Secondo una ricerca effettuata pochi anni fa a Milano, il 43,9% dei giovani interpellati ammetteva l'idea di poter considerare gli immigrati come cittadini a condizione che questi fossero disposti ad "adeguarsi alle regole della nostra società". Da una parte, tale frase esprimeva nella sua disarmante banalità la convinzione che "chi ospita decide le regole dell'ospitalità", secondo la raggelante logica leghista del "padroni a casa nostra"; per altro verso, rivelava la forza dell'etnocentrismo, ossia della presunta superiorità culturale europea, italiana o padana, nei confronti dei portatori di altre culture e di altri modelli di vita.

L'immigrato, secondo l'immagine ormai accreditata sia dai politici che dai mezzi d'informazione, o è sradicato o è forza-lavoro, pertanto sono annullati tutti quei tratti del suo essere persona e individuo sociale che non rientrano nelle categorie del deviante clandestino o del lavoratore manuale.

Su questa diffusa impostazione "culturale" si è andata sviluppando l'intolleranza razziale in seno alla sedicente comunità civile che, suggestionata dalle ricorrenti emergenze-criminalità, avverte e respinge come estranei e pericolosi i soggetti più facilmente discriminabili; ma accanto a questo razzismo ordinario peraltro fomentato e cavalcato dalle destre si è andata consolidando anche una non meno razzista legislazione statale in grado di assicurare, come candidamente ammesso dallo stesso presidente della repubblica Ciampi, "quei flussi d'immigrazione che sono produttivi per la nostra economia" oppure finalizzati, come anticipato dal Ministro della Difesa Martino, al futuro arruolamento nelle forze armate come moderni Ascari.

Tale logica sotto il precedente governo di centro-sinistra ha prodotto l'infausta legge 40/98, meglio conosciuta come Turco-Napolitano, che oggi il governo di centro-destra apparentemente vuole rivedere al fine di inasprire le misure repressive, come promesso durante la campagna elettorale, contro i cosiddetti "clandestini"; secondo i post-fascisti di Alleanza Nazionale che volevano trasformare l'immigrazione illegale - ossia la mancanza di permesso di soggiorno - da irregolarità amministrativa a reato penale, adesso l'esecutivo dovrebbe stabilire il "reato di permanenza clandestina" per cui un immigrato privo di documenti regolari una volta fermato dovrebbe essere processato per direttissima e rimpatriato nel paese d'origine, mentre da parte sua il leghista Pagliarini vorrebbe trattenere in carcere il malcapitato finché non dichiara la sua provenienza.

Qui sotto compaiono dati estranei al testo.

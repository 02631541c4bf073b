//! Chat server
//!
//! The listener accepts TCP connections and spawns one [`Connection`] task per
//! client. Leader-only commands are interpreted by the [`Coordinator`].

pub mod config;
pub mod connection;
pub mod coordinator;
pub mod listener;

pub use config::ServerConfig;
pub use connection::Connection;
pub use coordinator::{CommandOutcome, Coordinator};
pub use listener::ChatServer;
pub use std::io::Write;

pub use anyhow::{anyhow, bail, Result};
pub use log::{debug, error, info, trace, warn};
pub use tokio::sync::broadcast;

pub use crate::channels::Channels;
pub use crate::config::Config;
pub use crate::error::Error;
pub use crate::options::Options;
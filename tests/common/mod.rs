// Drives the device side of a Splink exchange over a duplex stream.
#![allow(dead_code)] // not every test file uses every helper

use splink_bridge::splink::packet::{self, Op};
use tokio::io::{AsyncReadExt, AsyncWriteExt, DuplexStream};

/// Consumes one read request and returns (address, register count).
pub async fn expect_read(dev: &mut DuplexStream) -> (u32, u8) {
    let mut req = [0u8; packet::HEADER_LEN];
    dev.read_exact(&mut req).await.unwrap();

    assert_eq!(req[0], u8::from(Op::Read), "expected a read request");
    assert_eq!(packet::checksum(&req), 0, "request failed CRC check");

    let count = req[1] + 1;
    let addr = u32::from_le_bytes([req[2], req[3], req[4], req[5]]);
    (addr, count)
}

/// Sends a well-formed read response carrying `words`.
pub async fn reply_words(dev: &mut DuplexStream, addr: u32, words: &[u16]) {
    let mut frame = packet::encode_header(Op::Read, addr, words.len() as u8).unwrap();
    frame.extend_from_slice(&packet::encode_write_payload(words));
    dev.write_all(&frame).await.unwrap();
}

/// Sends a well-formed read response carrying raw payload bytes.
pub async fn reply_bytes(dev: &mut DuplexStream, addr: u32, payload: &[u8]) {
    assert_eq!(payload.len() % 2, 0);

    let mut frame = packet::encode_header(Op::Read, addr, (payload.len() / 2) as u8).unwrap();
    frame.extend_from_slice(payload);
    frame.extend_from_slice(&packet::checksum(payload).to_le_bytes());
    dev.write_all(&frame).await.unwrap();
}

/// Consumes one write request, echoes it back byte-for-byte, and returns
/// (address, values written).
pub async fn echo_write(dev: &mut DuplexStream) -> (u32, Vec<u16>) {
    let mut head = [0u8; packet::HEADER_LEN];
    dev.read_exact(&mut head).await.unwrap();

    assert_eq!(head[0], u8::from(Op::Write), "expected a write request");
    assert_eq!(packet::checksum(&head), 0, "request failed CRC check");

    let count = head[1] as usize + 1;
    let addr = u32::from_le_bytes([head[2], head[3], head[4], head[5]]);

    let mut rest = vec![0u8; 2 * count + packet::CRC_LEN];
    dev.read_exact(&mut rest).await.unwrap();
    assert_eq!(packet::checksum(&rest), 0, "write payload failed CRC check");

    dev.write_all(&head).await.unwrap();
    dev.write_all(&rest).await.unwrap();

    let values = rest[..2 * count]
        .chunks_exact(2)
        .map(|pair| u16::from_le_bytes([pair[0], pair[1]]))
        .collect();
    (addr, values)
}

In conseguenza di tali proposte, peraltro di problematica applicabilità e di alquanto dubbia legittimità sul piano costituzionale, da un lato rilevanti settori confindustriali hanno avvertito il governo che la conveniente manodopera immigrata è sempre più indispensabile per mandare avanti le loro aziende con buoni margini di profitto e da un altro lato la sinistra politica, in nome dell'antirazzismo, si è affrettata a stringersi a difesa della legge Turco-Napolitano, ossia di quella legge che aveva recepito pienamente le esigenze di padroni e padroncini stabilendo già quote-flussi di immigrati da accogliere sulla base della domanda prevista, ma anche l'istituzione di quei "centri di detenzione temporanea" per gli irregolari in attesa di identificazione ed espulsione che hanno evocato l'incubo concentrazionario, senza dimenticare le recenti modifiche apportate alla legge che tra l'altro hanno legalizzato la schedatura degli immigrati attraverso il prelievo delle impronte digitali anche se costoro non hanno violato il codice penale.

Questa è la realtà con cui gli immigrati sono costretti a misurarsi quotidianamente, una realtà sovente lontana anche dalle rivendicazioni portate avanti da settori sociali e partiti che pur dichiarandosi solidali riducono la questione dei diritti sociali negati ad una questione di rappresentanza politica realizzabile attraverso il voto e la partecipazione degli immigrati agli organi istituzionali elettivi, al contrario la concretezza dei bisogni e la radicalità delle libertà che muovono i migranti sono tali da andare ben oltre la sfera dei diritti di cittadinanza che, senza un'effettiva uguaglianza economica, sono destinati a rimanere un'antica illusione di carta.